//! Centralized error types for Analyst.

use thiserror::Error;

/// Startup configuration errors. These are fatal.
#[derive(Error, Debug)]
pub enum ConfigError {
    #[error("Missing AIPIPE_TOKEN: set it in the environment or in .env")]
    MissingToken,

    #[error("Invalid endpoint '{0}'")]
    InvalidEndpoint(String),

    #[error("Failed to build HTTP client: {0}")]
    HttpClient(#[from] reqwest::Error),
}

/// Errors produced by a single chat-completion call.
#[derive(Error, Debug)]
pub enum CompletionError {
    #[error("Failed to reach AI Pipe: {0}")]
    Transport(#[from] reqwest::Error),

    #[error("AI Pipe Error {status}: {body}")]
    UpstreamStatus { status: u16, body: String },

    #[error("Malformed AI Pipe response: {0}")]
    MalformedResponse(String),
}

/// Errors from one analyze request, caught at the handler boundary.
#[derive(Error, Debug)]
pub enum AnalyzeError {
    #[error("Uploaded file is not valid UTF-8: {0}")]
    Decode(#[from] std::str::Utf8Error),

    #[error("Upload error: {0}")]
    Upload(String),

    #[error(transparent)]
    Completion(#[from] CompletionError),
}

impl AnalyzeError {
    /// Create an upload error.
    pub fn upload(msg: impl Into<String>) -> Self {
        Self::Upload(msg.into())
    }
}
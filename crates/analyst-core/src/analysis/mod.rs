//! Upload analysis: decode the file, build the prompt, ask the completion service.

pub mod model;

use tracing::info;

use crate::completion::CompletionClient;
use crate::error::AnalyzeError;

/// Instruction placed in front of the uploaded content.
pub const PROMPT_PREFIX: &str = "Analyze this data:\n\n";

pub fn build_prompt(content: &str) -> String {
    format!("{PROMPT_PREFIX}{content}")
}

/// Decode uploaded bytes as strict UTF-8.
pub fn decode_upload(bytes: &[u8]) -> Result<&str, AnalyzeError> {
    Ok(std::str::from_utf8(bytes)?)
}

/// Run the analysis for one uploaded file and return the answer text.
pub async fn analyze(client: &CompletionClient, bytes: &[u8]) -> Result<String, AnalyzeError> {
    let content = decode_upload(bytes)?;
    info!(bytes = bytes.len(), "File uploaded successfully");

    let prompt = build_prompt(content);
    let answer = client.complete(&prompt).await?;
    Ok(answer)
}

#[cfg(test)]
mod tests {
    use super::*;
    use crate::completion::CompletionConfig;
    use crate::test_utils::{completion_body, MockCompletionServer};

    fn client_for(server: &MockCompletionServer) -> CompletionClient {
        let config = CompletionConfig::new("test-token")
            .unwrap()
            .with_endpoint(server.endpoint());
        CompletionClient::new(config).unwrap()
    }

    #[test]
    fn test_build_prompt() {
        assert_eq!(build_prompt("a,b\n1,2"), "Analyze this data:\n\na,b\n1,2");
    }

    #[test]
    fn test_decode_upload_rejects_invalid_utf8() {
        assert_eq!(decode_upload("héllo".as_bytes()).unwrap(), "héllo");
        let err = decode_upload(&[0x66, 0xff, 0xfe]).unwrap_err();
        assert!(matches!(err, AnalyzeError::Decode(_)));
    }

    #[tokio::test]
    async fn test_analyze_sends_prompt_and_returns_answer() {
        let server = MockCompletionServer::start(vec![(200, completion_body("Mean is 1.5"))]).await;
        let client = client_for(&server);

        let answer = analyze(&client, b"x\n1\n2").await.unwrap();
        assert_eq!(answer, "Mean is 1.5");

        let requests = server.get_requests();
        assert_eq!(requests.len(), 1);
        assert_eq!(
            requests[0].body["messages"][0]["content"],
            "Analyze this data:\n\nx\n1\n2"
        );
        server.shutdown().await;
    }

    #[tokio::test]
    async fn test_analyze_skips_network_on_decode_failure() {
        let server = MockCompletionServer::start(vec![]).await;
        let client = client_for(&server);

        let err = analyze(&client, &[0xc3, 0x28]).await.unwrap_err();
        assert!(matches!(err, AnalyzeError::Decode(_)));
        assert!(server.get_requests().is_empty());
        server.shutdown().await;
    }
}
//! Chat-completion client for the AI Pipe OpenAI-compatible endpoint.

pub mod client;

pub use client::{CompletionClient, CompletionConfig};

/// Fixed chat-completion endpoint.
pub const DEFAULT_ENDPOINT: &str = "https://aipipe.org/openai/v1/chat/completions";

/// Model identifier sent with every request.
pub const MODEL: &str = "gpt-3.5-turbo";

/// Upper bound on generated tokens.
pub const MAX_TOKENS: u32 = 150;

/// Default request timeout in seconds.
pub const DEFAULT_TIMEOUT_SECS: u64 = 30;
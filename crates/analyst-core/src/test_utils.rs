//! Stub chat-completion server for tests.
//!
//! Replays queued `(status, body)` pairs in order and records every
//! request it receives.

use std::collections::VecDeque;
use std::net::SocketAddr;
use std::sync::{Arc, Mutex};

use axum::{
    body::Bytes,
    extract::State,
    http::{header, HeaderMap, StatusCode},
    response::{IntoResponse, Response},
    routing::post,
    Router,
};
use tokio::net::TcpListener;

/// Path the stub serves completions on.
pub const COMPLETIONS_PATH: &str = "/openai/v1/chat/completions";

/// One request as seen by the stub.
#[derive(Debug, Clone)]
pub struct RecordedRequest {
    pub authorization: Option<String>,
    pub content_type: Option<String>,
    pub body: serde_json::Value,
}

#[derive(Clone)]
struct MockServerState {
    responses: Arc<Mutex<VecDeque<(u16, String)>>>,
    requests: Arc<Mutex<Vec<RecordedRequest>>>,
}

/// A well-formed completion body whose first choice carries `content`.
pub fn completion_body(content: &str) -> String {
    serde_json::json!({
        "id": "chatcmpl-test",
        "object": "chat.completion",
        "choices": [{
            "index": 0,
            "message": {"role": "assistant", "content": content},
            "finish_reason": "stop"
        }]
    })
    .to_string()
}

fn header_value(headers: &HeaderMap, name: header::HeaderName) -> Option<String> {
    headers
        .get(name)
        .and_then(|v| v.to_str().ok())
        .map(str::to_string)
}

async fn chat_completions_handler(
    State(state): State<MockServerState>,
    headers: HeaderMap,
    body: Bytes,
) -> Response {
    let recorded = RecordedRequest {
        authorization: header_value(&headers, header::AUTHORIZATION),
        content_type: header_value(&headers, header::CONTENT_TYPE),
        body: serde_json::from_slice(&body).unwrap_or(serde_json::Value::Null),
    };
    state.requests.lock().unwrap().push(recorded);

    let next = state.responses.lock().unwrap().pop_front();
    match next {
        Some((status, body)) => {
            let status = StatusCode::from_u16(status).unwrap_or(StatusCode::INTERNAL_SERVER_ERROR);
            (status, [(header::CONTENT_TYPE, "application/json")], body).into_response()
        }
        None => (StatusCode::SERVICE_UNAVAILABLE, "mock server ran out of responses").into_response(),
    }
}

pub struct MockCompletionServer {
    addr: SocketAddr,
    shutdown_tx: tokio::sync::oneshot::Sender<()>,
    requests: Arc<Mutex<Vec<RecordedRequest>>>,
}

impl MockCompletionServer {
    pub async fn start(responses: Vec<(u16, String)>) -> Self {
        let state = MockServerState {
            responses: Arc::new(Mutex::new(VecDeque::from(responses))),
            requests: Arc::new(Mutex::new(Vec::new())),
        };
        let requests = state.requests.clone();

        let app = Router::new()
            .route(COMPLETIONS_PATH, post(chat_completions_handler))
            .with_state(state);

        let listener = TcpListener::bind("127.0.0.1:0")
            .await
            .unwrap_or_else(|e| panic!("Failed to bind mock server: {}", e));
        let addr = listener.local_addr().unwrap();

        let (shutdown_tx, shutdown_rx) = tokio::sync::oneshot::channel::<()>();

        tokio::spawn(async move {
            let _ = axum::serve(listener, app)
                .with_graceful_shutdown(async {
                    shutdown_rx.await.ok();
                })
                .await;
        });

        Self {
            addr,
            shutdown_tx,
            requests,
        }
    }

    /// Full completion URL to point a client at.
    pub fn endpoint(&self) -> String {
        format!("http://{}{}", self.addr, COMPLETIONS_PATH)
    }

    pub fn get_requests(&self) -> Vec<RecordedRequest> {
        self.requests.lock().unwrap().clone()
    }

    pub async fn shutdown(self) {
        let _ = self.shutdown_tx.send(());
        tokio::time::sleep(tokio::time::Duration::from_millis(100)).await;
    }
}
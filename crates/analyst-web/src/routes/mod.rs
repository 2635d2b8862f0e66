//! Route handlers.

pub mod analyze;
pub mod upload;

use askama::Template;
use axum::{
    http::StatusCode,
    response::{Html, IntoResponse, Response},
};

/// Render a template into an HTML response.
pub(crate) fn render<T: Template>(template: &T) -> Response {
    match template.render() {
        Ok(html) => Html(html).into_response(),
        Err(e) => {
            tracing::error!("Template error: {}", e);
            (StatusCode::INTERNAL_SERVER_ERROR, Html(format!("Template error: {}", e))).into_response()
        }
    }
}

### ACTIVITY
Only the lines from the start of the data to the line holding "to reach AI" are wanted; return them exactly, both ends included.

### OUTPUT BELOW
//! Centralized error types for Analyst.

use thiserror::Error;

/// Startup configuration errors. These are fatal.
#[derive(Error, Debug)]
pub enum ConfigError {
    #[error("Missing AIPIPE_TOKEN: set it in the environment or in .env")]
    MissingToken,

    #[error("Invalid endpoint '{0}'")]
    InvalidEndpoint(String),

    #[error("Failed to build HTTP client: {0}")]
    HttpClient(#[from] reqwest::Error),
}

/// Errors produced by a single chat-completion call.
#[derive(Error, Debug)]
pub enum CompletionError {
    #[error("Failed to reach AI Pipe: {0}")]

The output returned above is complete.